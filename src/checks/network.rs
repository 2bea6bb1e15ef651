use std::time::Duration;

use parking_lot::Mutex;
use sysinfo::Networks;

use super::{Cadence, Check, CheckError, Evaluation};

const MB: f64 = 1024.0 * 1024.0;

/// Aggregate traffic over all interfaces, in MB/s
pub struct NetworkCheck {
    name: String,
    cadence: Cadence,
    threshold: f64,
    sample: Duration,
    networks: Mutex<Networks>,
}

impl NetworkCheck {
    pub fn new(name: String, cadence: Cadence, threshold: f64, sample: Duration) -> Self {
        Self {
            name,
            cadence,
            threshold,
            sample: sample.max(Duration::from_secs(1)),
            networks: Mutex::new(Networks::new_with_refreshed_list()),
        }
    }

    /// Total (sent, received) bytes across interfaces
    fn totals(&self) -> (u64, u64) {
        let mut networks = self.networks.lock();
        networks.refresh();
        networks.iter().fold((0, 0), |(sent, recv), (_, data)| {
            (
                sent + data.total_transmitted(),
                recv + data.total_received(),
            )
        })
    }
}

/// Traffic rates in MB/s
#[derive(Debug, Clone, Copy)]
pub struct Throughput {
    pub sent: f64,
    pub received: f64,
}

impl Throughput {
    pub fn from_deltas(sent_bytes: u64, received_bytes: u64, elapsed: Duration) -> Self {
        let secs = elapsed.as_secs_f64().max(f64::EPSILON);
        Self {
            sent: sent_bytes as f64 / secs / MB,
            received: received_bytes as f64 / secs / MB,
        }
    }

    pub fn total(&self) -> f64 {
        self.sent + self.received
    }
}

pub fn evaluate_throughput(rate: Throughput, threshold: f64) -> Evaluation {
    let total = rate.total();
    let status = total >= threshold;
    let message = if status {
        format!(
            "NET: ALERT: Aggregate network (all interfaces) {:.2} Mb/s is too high, over {:.2} Mb/s threshold",
            total, threshold
        )
    } else {
        format!(
            "NET: Aggregate network (all interfaces) {:.2} Mb/s is back to normal, less than {:.2} Mb/s threshold",
            total, threshold
        )
    };
    Evaluation::new(
        status,
        message,
        format!(
            "NET: Network {:.2} Mb/s outgoing traffic, {:.2} Mb/s incoming traffic, {:.2} Mb/s total",
            rate.sent, rate.received, total
        ),
    )
}

#[async_trait::async_trait]
impl Check for NetworkCheck {
    fn name(&self) -> &str {
        &self.name
    }

    fn cadence(&self) -> Cadence {
        self.cadence
    }

    async fn evaluate(&self) -> Result<Evaluation, CheckError> {
        let (sent_before, recv_before) = self.totals();
        tokio::time::sleep(self.sample).await;
        let (sent_after, recv_after) = self.totals();

        let rate = Throughput::from_deltas(
            sent_after.saturating_sub(sent_before),
            recv_after.saturating_sub(recv_before),
            self.sample,
        );
        Ok(evaluate_throughput(rate, self.threshold))
    }
}

#[cfg(test)]
mod tests {
    use super::*;

    #[test]
    fn test_throughput_from_deltas() {
        let rate = Throughput::from_deltas(
            10 * 1024 * 1024,
            40 * 1024 * 1024,
            Duration::from_secs(5),
        );
        assert!((rate.sent - 2.0).abs() < 1e-9);
        assert!((rate.received - 8.0).abs() < 1e-9);
        assert!((rate.total() - 10.0).abs() < 1e-9);
    }

    #[test]
    fn test_evaluate_throughput() {
        let rate = Throughput {
            sent: 2.0,
            received: 8.0,
        };
        assert!(evaluate_throughput(rate, 10.0).status);
        assert!(!evaluate_throughput(rate, 10.5).status);
    }
}
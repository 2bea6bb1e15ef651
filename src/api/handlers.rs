use axum::{
    extract::{Path, State},
    http::StatusCode,
    response::IntoResponse,
    Json,
};
use chrono::{DateTime, Utc};
use serde::Serialize;
use std::sync::Arc;

use crate::alerts::{AlertStateTracker, RegisteredCheck, StatusEntry, SubscriberStore};
use crate::checks::Cadence;

/// Application state shared across handlers
pub struct AppState {
    pub tracker: Arc<AlertStateTracker>,
    pub store: Arc<SubscriberStore>,
    pub checks: Vec<Arc<RegisteredCheck>>,
    pub hostname: String,
}

// ============================================================================
// Health Check
// ============================================================================

#[derive(Serialize)]
pub struct HealthResponse {
    pub status: &'static str,
    pub version: &'static str,
}

pub async fn health_check() -> Json<HealthResponse> {
    Json(HealthResponse {
        status: "healthy",
        version: env!("CARGO_PKG_VERSION"),
    })
}

// ============================================================================
// Status
// ============================================================================

#[derive(Serialize)]
pub struct StatusResponse {
    pub hostname: String,
    pub alerting: usize,
    pub checks: Vec<StatusEntry>,
}

pub async fn status(State(state): State<Arc<AppState>>) -> Json<StatusResponse> {
    let checks = state.tracker.statuses();
    Json(StatusResponse {
        hostname: state.hostname.clone(),
        alerting: checks.iter().filter(|c| c.alerting).count(),
        checks,
    })
}

pub async fn check_status(
    State(state): State<Arc<AppState>>,
    Path(name): Path<String>,
) -> Result<Json<StatusEntry>, ApiError> {
    state
        .tracker
        .statuses()
        .into_iter()
        .find(|entry| entry.name == name)
        .map(Json)
        .ok_or_else(|| ApiError::NotFound(format!("No check or log rule named '{}'", name)))
}

// ============================================================================
// Scheduled checks
// ============================================================================

#[derive(Serialize)]
pub struct CheckInfo {
    pub name: String,
    pub cadence: Cadence,
    /// False once the check has failed and been stopped
    pub enabled: bool,
    pub changed_at: Option<DateTime<Utc>>,
}

pub async fn list_checks(State(state): State<Arc<AppState>>) -> Json<Vec<CheckInfo>> {
    let statuses = state.tracker.statuses();
    let checks = state
        .checks
        .iter()
        .map(|check| CheckInfo {
            name: check.name().to_string(),
            cadence: check.cadence(),
            enabled: check.is_enabled(),
            changed_at: statuses
                .iter()
                .find(|s| s.name == check.name())
                .and_then(|s| s.changed_at),
        })
        .collect();
    Json(checks)
}

// ============================================================================
// Subscribers
// ============================================================================

#[derive(Serialize)]
pub struct SubscribersResponse {
    pub count: usize,
}

pub async fn subscribers(State(state): State<Arc<AppState>>) -> Json<SubscribersResponse> {
    Json(SubscribersResponse {
        count: state.store.len(),
    })
}

// ============================================================================
// Error Handling
// ============================================================================

#[derive(Debug)]
pub enum ApiError {
    NotFound(String),
}

impl IntoResponse for ApiError {
    fn into_response(self) -> axum::response::Response {
        let (status, message) = match self {
            ApiError::NotFound(msg) => (StatusCode::NOT_FOUND, msg),
        };

        let body = serde_json::json!({
            "error": message
        });

        (status, Json(body)).into_response()
    }
}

****************************************

(Description of the task):
Line by line, copy the entries above exactly as they appear.

(The answer):
filename src/checks/network.rs
repository 2bea6bb1e15ef651
use std::time::Duration;

use parking_lot::Mutex;
use sysinfo::Networks;

use super::{Cadence, Check, CheckError, Evaluation};

const MB: f64 = 1024.0 * 1024.0;

/// Aggregate traffic over all interfaces, in MB/s
pub struct NetworkCheck {
    name: String,
    cadence: Cadence,
    threshold: f64,
    sample: Duration,
    networks: Mutex<Networks>,
}

impl NetworkCheck {
    pub fn new(name: String, cadence: Cadence, threshold: f64, sample: Duration) -> Self {
        Self {
            name,
            cadence,
            threshold,
            sample: sample.max(Duration::from_secs(1)),
            networks: Mutex::new(Networks::new_with_refreshed_list()),
        }
    }

    /// Total (sent, received) bytes across interfaces
    fn totals(&self) -> (u64, u64) {
        let mut networks = self.networks.lock();
        networks.refresh();
        networks.iter().fold((0, 0), |(sent, recv), (_, data)| {
            (
                sent + data.total_transmitted(),
                recv + data.total_received(),
            )
        })
    }
}

/// Traffic rates in MB/s
#[derive(Debug, Clone, Copy)]
pub struct Throughput {
    pub sent: f64,
    pub received: f64,
}

impl Throughput {
    pub fn from_deltas(sent_bytes: u64, received_bytes: u64, elapsed: Duration) -> Self {
        let secs = elapsed.as_secs_f64().max(f64::EPSILON);
        Self {
            sent: sent_bytes as f64 / secs / MB,
            received: received_bytes as f64 / secs / MB,
        }
    }

    pub fn total(&self) -> f64 {
        self.sent + self.received
    }
}

pub fn evaluate_throughput(rate: Throughput, threshold: f64) -> Evaluation {
    let total = rate.total();
    let status = total >= threshold;
    let message = if status {
        format!(
            "NET: ALERT: Aggregate network (all interfaces) {:.2} Mb/s is too high, over {:.2} Mb/s threshold",
            total, threshold
        )
    } else {
        format!(
            "NET: Aggregate network (all interfaces) {:.2} Mb/s is back to normal, less than {:.2} Mb/s threshold",
            total, threshold
        )
    };
    Evaluation::new(
        status,
        message,
        format!(
            "NET: Network {:.2} Mb/s outgoing traffic, {:.2} Mb/s incoming traffic, {:.2} Mb/s total",
            rate.sent, rate.received, total
        ),
    )
}

#[async_trait::async_trait]
impl Check for NetworkCheck {
    fn name(&self) -> &str {
        &self.name
    }

    fn cadence(&self) -> Cadence {
        self.cadence
    }

    async fn evaluate(&self) -> Result<Evaluation, CheckError> {
        let (sent_before, recv_before) = self.totals();
        tokio::time::sleep(self.sample).await;
        let (sent_after, recv_after) = self.totals();

        let rate = Throughput::from_deltas(
            sent_after.saturating_sub(sent_before),
            recv_after.saturating_sub(recv_before),
            self.sample,
        );
        Ok(evaluate_throughput(rate, self.threshold))
    }
}

#[cfg(test)]
mod tests {
    use super::*;

    #[test]
    fn test_throughput_from_deltas() {
        let rate = Throughput::from_deltas(
            10 * 1024 * 1024,
            40 * 1024 * 1024,
            Duration::from_secs(5),
        );
        assert!((rate.sent - 2.0).abs() < 1e-9);
        assert!((rate.received - 8.0).abs() < 1e-9);
        assert!((rate.total() - 10.0).abs() < 1e-9);
    }

    #[test]
    fn test_evaluate_throughput() {
        let rate = Throughput {
            sent: 2.0,
            received: 8.0,
        };
        assert!(evaluate_throughput(rate, 10.0).status);
        assert!(!evaluate_throughput(rate, 10.5).status);
    }
}
repository 2bea6bb1e15ef651
filename src/api/handlers.rs
use axum::{
    extract::{Path, State},
    http::StatusCode,
    response::IntoResponse,
    Json,
};
use chrono::{DateTime, Utc};
use serde::Serialize;
use std::sync::Arc;

use crate::alerts::{AlertStateTracker, RegisteredCheck, StatusEntry, SubscriberStore};
use crate::checks::Cadence;

/// Application state shared across handlers
pub struct AppState {
    pub tracker: Arc<AlertStateTracker>,
    pub store: Arc<SubscriberStore>,
    pub checks: Vec<Arc<RegisteredCheck>>,
    pub hostname: String,
}

// ============================================================================
// Health Check
// ============================================================================

#[derive(Serialize)]
pub struct HealthResponse {
    pub status: &'static str,
    pub version: &'static str,
}

pub async fn health_check() -> Json<HealthResponse> {
    Json(HealthResponse {
        status: "healthy",
        version: env!("CARGO_PKG_VERSION"),
    })
}

// ============================================================================
// Status
// ============================================================================

#[derive(Serialize)]
pub struct StatusResponse {
    pub hostname: String,
    pub alerting: usize,
    pub checks: Vec<StatusEntry>,
}

pub async fn status(State(state): State<Arc<AppState>>) -> Json<StatusResponse> {
    let checks = state.tracker.statuses();
    Json(StatusResponse {
        hostname: state.hostname.clone(),
        alerting: checks.iter().filter(|c| c.alerting).count(),
        checks,
    })
}

pub async fn check_status(
    State(state): State<Arc<AppState>>,
    Path(name): Path<String>,
) -> Result<Json<StatusEntry>, ApiError> {
    state
        .tracker
        .statuses()
        .into_iter()
        .find(|entry| entry.name == name)
        .map(Json)
        .ok_or_else(|| ApiError::NotFound(format!("No check or log rule named '{}'", name)))
}

// ============================================================================
// Scheduled checks
// ============================================================================

#[derive(Serialize)]
pub struct CheckInfo {
    pub name: String,
    pub cadence: Cadence,
    /// False once the check has failed and been stopped
    pub enabled: bool,
    pub changed_at: Option<DateTime<Utc>>,
}

pub async fn list_checks(State(state): State<Arc<AppState>>) -> Json<Vec<CheckInfo>> {
    let statuses = state.tracker.statuses();
    let checks = state
        .checks
        .iter()
        .map(|check| CheckInfo {
            name: check.name().to_string(),
            cadence: check.cadence(),
            enabled: check.is_enabled(),
            changed_at: statuses
                .iter()
                .find(|s| s.name == check.name())
                .and_then(|s| s.changed_at),
        })
        .collect();
    Json(checks)
}

// ============================================================================
// Subscribers
// ============================================================================

#[derive(Serialize)]
pub struct SubscribersResponse {
    pub count: usize,
}

pub async fn subscribers(State(state): State<Arc<AppState>>) -> Json<SubscribersResponse> {
    Json(SubscribersResponse {
        count: state.store.len(),
    })
}

// ============================================================================
// Error Handling
// ============================================================================

#[derive(Debug)]
pub enum ApiError {
    NotFound(String),
}

impl IntoResponse for ApiError {
    fn into_response(self) -> axum::response::Response {
        let (status, message) = match self {
            ApiError::NotFound(msg) => (StatusCode::NOT_FOUND, msg),
        };

        let body = serde_json::json!({
            "error": message
        });

        (status, Json(body)).into_response()
    }
}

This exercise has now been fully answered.